House approves competency-based education bill. The House of Representatives passed two bills as part of efforts to reauthorize the Higher Education Act. The Advancing Competency-Based Education Demonstration Project Act of 2014 (H.R. 3136), which was passed unanimously, (first by voice vote, and then recorded at 414 to 0) would allow the Department of Education to waive certain financial aid requirements and set in place federally supported competency-based learning programs, which measure students’ level of knowledge and mastery of skills rather than classroom hours earned. As passed, the bill would provide federal funding to up to 30 experimental competency-based education programs. Many members expressed support for such programs because of what they can offer to nontraditional students. “Our veterans return from duty with particular skills, and we should reward them for that by allowing them to earn credits for the skills they’ve already received,” said bill sponsor Matt Salmon (R-AZ).
House Approves bill to streamline information provided to students. The House passed by voice vote the Strengthening Transparency in Higher Education Act (H.R. 4983). The bill would redesign the way the government distributes information about higher education costs to prospective students. Among other things, it requires the secretary of education to develop a College Dashboard website and keep it up to date with various information on participating higher education institutions, such as the average net price per year for undergraduate students and the average student loan debt incurred throughout enrollment. The bill would also require schools to report and publish the ratio of full-time instructors to part-time instructors teaching classes.

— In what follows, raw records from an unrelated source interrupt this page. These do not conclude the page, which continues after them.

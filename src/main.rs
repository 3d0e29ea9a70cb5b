use std::sync::Arc;

use cjtp_server::{
    config::Config, logging, store::InMemoryCategoryStore, tcp::server::Server, AppState,
};
use tracing::{error, info};

#[tokio::main]
async fn main() -> Result<(), Box<dyn std::error::Error>> {
    logging::init_logging();

    let config = Config::from_env()?;
    let store = Arc::new(InMemoryCategoryStore::seeded());
    let state = AppState::new(store, config.read_timeout);
    let server = Server::bind(config.bind_socket()?, state).await?;

    info!(
        bind_addr = %config.bind_addr,
        bind_port = config.bind_port,
        read_timeout_ms = config.read_timeout.as_millis(),
        "server starting"
    );

    server
        .run_until(async {
            if let Err(err) = tokio::signal::ctrl_c().await {
                error!(error = %err, "failed to listen for shutdown signal");
                std::future::pending::<()>().await;
            }
        })
        .await;

    info!("server stopped");
    Ok(())
}
use async_trait::async_trait;
use serde::{Deserialize, Serialize};
use tokio::sync::Mutex;

use crate::errors::AppError;

pub const DEFAULT_CATEGORIES: [&str; 3] = ["Beverages", "Condiments", "Confections"];

#[derive(Debug, Clone, Serialize, Deserialize, PartialEq, Eq)]
pub struct Category {
    pub cid: usize,
    pub name: String,
}

/// Ordered category collection addressed by 1-based position.
///
/// A category's `cid` is always its current position, so removing one
/// renumbers every category after it.
#[async_trait]
pub trait CategoryStore: Send + Sync {
    async fn list(&self) -> Vec<Category>;
    async fn get(&self, position: i64) -> Result<Category, AppError>;
    async fn create(&self, name: String) -> Result<Category, AppError>;
    async fn update(&self, position: i64, name: String) -> Result<Category, AppError>;
    async fn delete(&self, position: i64) -> Result<Category, AppError>;
    async fn len(&self) -> usize;
}

/// Every operation holds the lock for its whole read-modify-write span.
#[derive(Debug, Default)]
pub struct InMemoryCategoryStore {
    names: Mutex<Vec<String>>,
}

impl InMemoryCategoryStore {
    pub fn new<I, S>(names: I) -> Self
    where
        I: IntoIterator<Item = S>,
        S: Into<String>,
    {
        Self {
            names: Mutex::new(names.into_iter().map(Into::into).collect()),
        }
    }

    pub fn seeded() -> Self {
        Self::new(DEFAULT_CATEGORIES)
    }
}

fn to_index(position: i64, len: usize) -> Result<usize, AppError> {
    usize::try_from(position)
        .ok()
        .filter(|position| (1..=len).contains(position))
        .map(|position| position - 1)
        .ok_or_else(|| AppError::bad_request("invalid position"))
}

fn category_at(index: usize, name: &str) -> Category {
    Category {
        cid: index + 1,
        name: name.to_string(),
    }
}

fn require_name(name: String) -> Result<String, AppError> {
    if name.is_empty() {
        return Err(AppError::bad_request("missing name"));
    }
    Ok(name)
}

#[async_trait]
impl CategoryStore for InMemoryCategoryStore {
    async fn list(&self) -> Vec<Category> {
        let names = self.names.lock().await;
        names
            .iter()
            .enumerate()
            .map(|(index, name)| category_at(index, name))
            .collect()
    }

    async fn get(&self, position: i64) -> Result<Category, AppError> {
        let names = self.names.lock().await;
        let index = to_index(position, names.len())?;
        Ok(category_at(index, &names[index]))
    }

    async fn create(&self, name: String) -> Result<Category, AppError> {
        let name = require_name(name)?;
        let mut names = self.names.lock().await;
        names.push(name);
        let index = names.len() - 1;
        Ok(category_at(index, &names[index]))
    }

    async fn update(&self, position: i64, name: String) -> Result<Category, AppError> {
        let name = require_name(name)?;
        let mut names = self.names.lock().await;
        let index = to_index(position, names.len())?;
        names[index] = name;
        Ok(category_at(index, &names[index]))
    }

    async fn delete(&self, position: i64) -> Result<Category, AppError> {
        let mut names = self.names.lock().await;
        let index = to_index(position, names.len())?;
        let name = names.remove(index);
        Ok(category_at(index, &name))
    }

    async fn len(&self) -> usize {
        self.names.lock().await.len()
    }
}

#[cfg(test)]
mod tests {
    use std::sync::Arc;

    use super::*;

    #[tokio::test]
    async fn seeded_store_lists_in_order() {
        let store = InMemoryCategoryStore::seeded();
        let categories = store.list().await;

        assert_eq!(categories.len(), 3);
        assert_eq!(categories[0], Category { cid: 1, name: "Beverages".to_string() });
        assert_eq!(categories[2], Category { cid: 3, name: "Confections".to_string() });
    }

    #[tokio::test]
    async fn create_appends_with_next_id() {
        let store = InMemoryCategoryStore::seeded();
        let created = store.create("Dairy".to_string()).await.expect("create succeeds");

        assert_eq!(created.cid, 4);
        assert_eq!(store.len().await, 4);
    }

    #[tokio::test]
    async fn create_rejects_empty_name_without_mutation() {
        let store = InMemoryCategoryStore::seeded();
        let err = store.create(String::new()).await.expect_err("empty name fails");

        assert_eq!(err, AppError::bad_request("missing name"));
        assert_eq!(store.len().await, 3);
    }

    #[tokio::test]
    async fn whitespace_name_is_a_valid_name() {
        let store = InMemoryCategoryStore::seeded();
        let created = store.create(" ".to_string()).await.expect("create succeeds");

        assert_eq!(created, Category { cid: 4, name: " ".to_string() });
        assert_eq!(store.len().await, 4);
    }

    #[tokio::test]
    async fn get_rejects_out_of_range_positions() {
        let store = InMemoryCategoryStore::seeded();
        for position in [0, -1, 4, i64::MAX] {
            let err = store.get(position).await.expect_err("position out of range");
            assert_eq!(err, AppError::bad_request("invalid position"));
        }
        assert_eq!(store.get(3).await.expect("last position").name, "Confections");
    }

    #[tokio::test]
    async fn update_keeps_position_id() {
        let store = InMemoryCategoryStore::seeded();
        let updated = store
            .update(2, "Sauces".to_string())
            .await
            .expect("update succeeds");

        assert_eq!(updated, Category { cid: 2, name: "Sauces".to_string() });
        assert_eq!(store.get(2).await.expect("read back"), updated);
    }

    #[tokio::test]
    async fn failed_update_leaves_store_untouched() {
        let store = InMemoryCategoryStore::seeded();
        store.update(9, "Sauces".to_string()).await.expect_err("bad position");
        store.update(1, String::new()).await.expect_err("missing name");

        assert_eq!(
            store.list().await.into_iter().map(|c| c.name).collect::<Vec<_>>(),
            DEFAULT_CATEGORIES
        );
    }

    #[tokio::test]
    async fn delete_shifts_later_positions_down() {
        let store = InMemoryCategoryStore::seeded();
        let removed = store.delete(1).await.expect("delete succeeds");
        assert_eq!(removed.name, "Beverages");

        let categories = store.list().await;
        assert_eq!(categories.len(), 2);
        assert_eq!(categories[0], Category { cid: 1, name: "Condiments".to_string() });
        assert_eq!(categories[1], Category { cid: 2, name: "Confections".to_string() });
    }

    #[tokio::test]
    async fn ids_stay_dense_after_delete_then_create() {
        let store = InMemoryCategoryStore::seeded();
        store.delete(2).await.expect("delete succeeds");
        let created = store.create("Dairy".to_string()).await.expect("create succeeds");

        assert_eq!(created.cid, 3);
        let ids = store.list().await.into_iter().map(|c| c.cid).collect::<Vec<_>>();
        assert_eq!(ids, vec![1, 2, 3]);
    }

    #[tokio::test(flavor = "multi_thread", worker_threads = 4)]
    async fn concurrent_creates_are_serialized() {
        let store = Arc::new(InMemoryCategoryStore::new(Vec::<String>::new()));
        let mut handles = Vec::new();
        for n in 0..50 {
            let store = Arc::clone(&store);
            handles.push(tokio::spawn(async move {
                store.create(format!("category-{n}")).await
            }));
        }
        for handle in handles {
            handle.await.expect("task joins").expect("create succeeds");
        }

        let ids = store.list().await.into_iter().map(|c| c.cid).collect::<Vec<_>>();
        assert_eq!(ids, (1..=50usize).collect::<Vec<_>>());
    }
}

President signs Workforce Innovation and Opportunity Act. President Obama signed into law the Workforce Innovation and Opportunity Act (H.R. 803). According to the White House, the law will “improve business engagement and accountability across federally funded training programs.” It is intended to create economic opportunities for middle-class Americans, and will ensure that federal agencies use specific job-driven criteria to ensure that federal funds are used more effectively. The bill, which has supporters in both parties, was first introduced by Rep. Virginia Foxx, (R-NC). It passed the Senate by a vote of 95-3 on June 25 and the House by a vote of 415-6 on July 9.

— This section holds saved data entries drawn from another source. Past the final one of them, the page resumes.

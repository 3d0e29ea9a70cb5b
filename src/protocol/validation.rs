//! Structural request checks run between decode and dispatch
//!
//! Every check runs; the failures are reported together as one composite status line.

use chrono::{DateTime, Utc};

use crate::protocol::{Request, StatusCode};

pub const RESOURCE_NAMESPACE: &str = "api/categories";

#[derive(Debug, Clone, Copy, PartialEq, Eq)]
pub enum Violation {
    MissingMethod,
    MissingResource,
    MissingDate,
    IllegalDate,
}

impl Violation {
    pub fn reason(self) -> &'static str {
        match self {
            Self::MissingMethod => "missing method",
            Self::MissingResource => "missing resource",
            Self::MissingDate => "missing date",
            Self::IllegalDate => "illegal date",
        }
    }
}

#[derive(Debug, Clone, PartialEq, Eq)]
pub struct ValidationFailure {
    pub violations: Vec<Violation>,
}

impl ValidationFailure {
    /// `4 BadRequest <reason>` once per violation, in check order.
    pub fn status_line(&self) -> String {
        self.violations
            .iter()
            .map(|violation| format!("{} {}", StatusCode::BadRequest.as_str(), violation.reason()))
            .collect::<Vec<_>>()
            .join(" ")
    }
}

pub fn validate(request: &Request) -> Result<(), ValidationFailure> {
    let mut violations = Vec::new();

    if request.method().is_empty() {
        violations.push(Violation::MissingMethod);
    }

    let echo_without_path = request.method() == "echo" && request.path().is_empty();
    if !echo_without_path && !request.path().contains(RESOURCE_NAMESPACE) {
        violations.push(Violation::MissingResource);
    }

    match request.date.as_deref() {
        None => violations.push(Violation::MissingDate),
        Some(date) if parse_unix_seconds(date).is_none() => {
            violations.push(Violation::IllegalDate)
        }
        Some(_) => {}
    }

    if violations.is_empty() {
        Ok(())
    } else {
        Err(ValidationFailure { violations })
    }
}

fn parse_unix_seconds(value: &str) -> Option<DateTime<Utc>> {
    let seconds = value.trim().parse::<i64>().ok()?;
    DateTime::<Utc>::from_timestamp(seconds, 0)
}
//! Custom JSON Transfer Protocol (CJTP) message model
//!
//! Provides the request/response wire shapes, the status vocabulary, and the
//! structural checks a request must pass before dispatch.

pub mod message;
pub mod status;
pub mod validation;

pub use message::{Request, RequestBody, Response};
pub use status::StatusCode;

/// Requests larger than this are truncated by the single bounded read.
pub const MAX_REQUEST_BYTES: usize = 1024;
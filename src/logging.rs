use std::{net::SocketAddr, time::Instant};

use tracing::{info, warn};
use tracing_subscriber::{fmt, EnvFilter};

use crate::protocol::{Response, StatusCode};

pub fn init_logging() {
    let filter = EnvFilter::try_from_default_env().unwrap_or_else(|_| EnvFilter::new("info"));
    fmt()
        .with_env_filter(filter)
        .with_target(false)
        .compact()
        .init();
}

pub fn log_exchange(peer: SocketAddr, request_bytes: usize, response: &Response, started_at: Instant) {
    let elapsed_ms = started_at.elapsed().as_millis();

    info!(
        peer = %peer,
        request_bytes,
        status = %response.status,
        duration_ms = elapsed_ms,
        "request summary"
    );

    if response.status_code() == Some(StatusCode::BadRequest) {
        warn!(peer = %peer, status = %response.status, "request rejected");
    }
}
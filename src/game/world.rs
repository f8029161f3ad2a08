//! # Level Descriptors
//!
//! The small set of style parameters a level is generated from.

use crate::{QuestGridError, QuestGridResult};
use serde::{Deserialize, Serialize};
use std::collections::BTreeSet;
use std::fmt;
use std::str::FromStr;

/// Implements `name()`, `all()`, `Display` and `FromStr` for a unit-only enum
/// whose serde names are snake_case.
macro_rules! named_enum {
    ($ty:ident, $what:literal, [$($variant:ident => $name:literal),+ $(,)?]) => {
        impl $ty {
            /// Canonical snake_case name.
            pub fn name(self) -> &'static str {
                match self {
                    $($ty::$variant => $name,)+
                }
            }

            /// Every variant, in declaration order.
            pub fn all() -> &'static [$ty] {
                &[$($ty::$variant,)+]
            }
        }

        impl fmt::Display for $ty {
            fn fmt(&self, f: &mut fmt::Formatter<'_>) -> fmt::Result {
                f.write_str(self.name())
            }
        }

        impl FromStr for $ty {
            type Err = QuestGridError;

            fn from_str(s: &str) -> QuestGridResult<Self> {
                let normalized = s.trim().to_lowercase();
                match normalized.as_str() {
                    $($name => Ok($ty::$variant),)+
                    _ => Err(QuestGridError::InvalidConfig(format!(
                        "unknown {}: {:?}",
                        $what, s
                    ))),
                }
            }
        }
    };
}

/// The visual/ecological family of a level.
#[derive(Debug, Clone, Copy, PartialEq, Eq, Hash, PartialOrd, Ord, Serialize, Deserialize)]
#[serde(rename_all = "snake_case")]
pub enum Biome {
    Meadow,
    Forest,
    Town,
    Beach,
    Snow,
    Desert,
    Ruins,
    Castle,
}

named_enum!(Biome, "biome", [
    Meadow => "meadow",
    Forest => "forest",
    Town => "town",
    Beach => "beach",
    Snow => "snow",
    Desert => "desert",
    Ruins => "ruins",
    Castle => "castle",
]);

impl Biome {
    /// Features a level of this biome draws from when none are given.
    pub fn default_features(self) -> &'static [Feature] {
        use Feature::*;
        match self {
            Biome::Meadow => &[Path, Flowers, Trees, Rocks, Water],
            Biome::Forest => &[Path, Trees, Flowers, Rocks, Water],
            Biome::Town => &[Path, Trees, Flowers],
            Biome::Beach => &[Path, Water, Rocks, Flowers],
            Biome::Snow => &[Path, Rocks, Trees, Water],
            Biome::Desert | Biome::Ruins | Biome::Castle => &[Path, Rocks, Water],
        }
    }

    /// Layout styles that suit this biome, used when none is given.
    pub fn layout_styles(self) -> &'static [LayoutStyle] {
        use LayoutStyle::*;
        match self {
            Biome::Meadow => &[WindingRoad, Crossroads, RingRoad, Plaza],
            Biome::Forest => &[WindingRoad, MazeGrove, Riverbend, RingRoad],
            Biome::Town => &[Plaza, Crossroads, MarketStreet, RingRoad],
            Biome::Beach => &[Coastline, WindingRoad, Islands, Riverbend],
            Biome::Snow => &[WindingRoad, Crossroads, LakeCenter, RingRoad],
            Biome::Desert => &[Oasis, RuinRing, WindingRoad, Riverbend],
            Biome::Ruins => &[RuinRing, Crossroads, MazeGrove, Riverbend],
            Biome::Castle => &[Plaza, RingRoad, Crossroads, RuinRing],
        }
    }
}

/// A named generation pattern for paths and water.
#[derive(
    Debug, Clone, Copy, PartialEq, Eq, Hash, PartialOrd, Ord, Default, Serialize, Deserialize,
)]
#[serde(rename_all = "snake_case")]
pub enum LayoutStyle {
    #[default]
    WindingRoad,
    Crossroads,
    RingRoad,
    LakeCenter,
    Islands,
    RuinRing,
    Oasis,
    MarketStreet,
    Plaza,
    Coastline,
    MazeGrove,
    Riverbend,
}

named_enum!(LayoutStyle, "layout style", [
    WindingRoad => "winding_road",
    Crossroads => "crossroads",
    RingRoad => "ring_road",
    LakeCenter => "lake_center",
    Islands => "islands",
    RuinRing => "ruin_ring",
    Oasis => "oasis",
    MarketStreet => "market_street",
    Plaza => "plaza",
    Coastline => "coastline",
    MazeGrove => "maze_grove",
    Riverbend => "riverbend",
]);

/// Time of day. Rendering-only; generation never reads it.
#[derive(Debug, Clone, Copy, PartialEq, Eq, Hash, Default, Serialize, Deserialize)]
#[serde(rename_all = "snake_case")]
pub enum TimeOfDay {
    #[default]
    Day,
    Dawn,
    Sunset,
    Night,
}

named_enum!(TimeOfDay, "time of day", [
    Day => "day",
    Dawn => "dawn",
    Sunset => "sunset",
    Night => "night",
]);

/// Terrain features a level may enable.
#[derive(Debug, Clone, Copy, PartialEq, Eq, Hash, PartialOrd, Ord, Serialize, Deserialize)]
#[serde(rename_all = "snake_case")]
pub enum Feature {
    Path,
    Water,
    Trees,
    Rocks,
    Flowers,
}

named_enum!(Feature, "feature", [
    Path => "path",
    Water => "water",
    Trees => "trees",
    Rocks => "rocks",
    Flowers => "flowers",
]);

/// What a single tile is, as far as movement and drawing are concerned.
#[derive(Debug, Clone, Copy, PartialEq, Eq, Serialize, Deserialize)]
#[serde(rename_all = "snake_case")]
pub enum TileRole {
    Water,
    Path,
    SolidObstacle,
    /// Visual-only dressing; never blocks.
    Decor,
    /// Plain ground with nothing on it.
    Ground,
}

/// Everything terrain generation needs to know about one level.
///
/// # Examples
///
/// ```
/// use questgrid::{Biome, Feature, LayoutStyle, LevelSpec};
///
/// let spec = LevelSpec::new(12345, Biome::Desert, LayoutStyle::Oasis)
///     .with_theme_tags(["Desert"]);
/// assert!(spec.has_tag("desert"));
/// assert!(spec.has_feature(Feature::Water));
/// ```
#[derive(Debug, Clone, PartialEq, Eq, Serialize, Deserialize)]
pub struct LevelSpec {
    /// Seed for the level's single RNG stream
    pub seed: u64,
    pub biome: Biome,
    pub layout_style: LayoutStyle,
    pub time_of_day: TimeOfDay,
    /// Lowercase free-form labels driving theme decor
    pub theme_tags: BTreeSet<String>,
    pub features: BTreeSet<Feature>,
}

impl LevelSpec {
    /// Creates a spec with the biome's full default feature list and no tags.
    pub fn new(seed: u64, biome: Biome, layout_style: LayoutStyle) -> Self {
        Self {
            seed,
            biome,
            layout_style,
            time_of_day: TimeOfDay::Day,
            theme_tags: BTreeSet::new(),
            features: biome.default_features().iter().copied().collect(),
        }
    }

    /// Replaces the feature set.
    pub fn with_features<I: IntoIterator<Item = Feature>>(mut self, features: I) -> Self {
        self.features = features.into_iter().collect();
        self
    }

    /// Replaces the theme tags, normalising them to trimmed lowercase.
    pub fn with_theme_tags<I, S>(mut self, tags: I) -> Self
    where
        I: IntoIterator<Item = S>,
        S: AsRef<str>,
    {
        self.theme_tags = tags
            .into_iter()
            .map(|t| t.as_ref().trim().to_lowercase())
            .filter(|t| !t.is_empty())
            .collect();
        self
    }

    pub fn with_time_of_day(mut self, time_of_day: TimeOfDay) -> Self {
        self.time_of_day = time_of_day;
        self
    }

    pub fn has_feature(&self, feature: Feature) -> bool {
        self.features.contains(&feature)
    }

    pub fn has_tag(&self, tag: &str) -> bool {
        self.theme_tags.contains(tag)
    }

    /// True if any of `tags` is present.
    pub fn has_any_tag(&self, tags: &[&str]) -> bool {
        tags.iter().any(|t| self.has_tag(t))
    }
}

New report on Common Core. The New America Foundation published a report that urges public schools and colleges to communicate and cooperate better with each other on defining what it means to be “college ready.” Common Core Goes to College: Building Better Connections between High School and Higher Education, authored by Lindsey Tepe, assesses the current landscape of the transition between high school and higher education, and asserts that there is room for improvement in aligning the two to help students succeed once they get to college. The 25-page report scrutinizes the many different assessments students undergo on the path from high school to college, such as exit exams, ACT and SAT and placement exams, and suggests that they should do more to benefit students. “If passing a state’s college- and career-ready assessment does not indicate that a student meets the state’s minimum eligibility requirements for higher education, it will undermine the standards as a true proxy for college readiness,” Tepe said. “Further, we should streamline our confusing financial aid process by aligning state financial aid qualifications with state high school assessments.”

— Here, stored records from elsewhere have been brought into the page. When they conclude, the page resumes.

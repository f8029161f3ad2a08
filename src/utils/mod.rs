//! # Utilities Module
//!
//! Grid geometry helpers and the shared reachability traversal.

pub mod math;
pub mod pathfinding;

pub use math::*;
pub use pathfinding::*;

We publish the DC Shuttle each week featuring higher ed news from Washington collected by the New England Council, of which NEBHE is a member. This edition is drawn from the Higher Education Update in the Council’s Weekly Washington Report of July 28, 2014.
Founded in 1925, the New England Council is a nonpartisan alliance of businesses, academic and health institutions, and public and private organizations throughout New England formed to promote economic growth and a high quality of life in the New England region. The Council’s mission is to identify and support federal public policies and articulate the voice of its membership regionally and nationally on important issues facing New England. For more information, please visit: www.newenglandcouncil.com.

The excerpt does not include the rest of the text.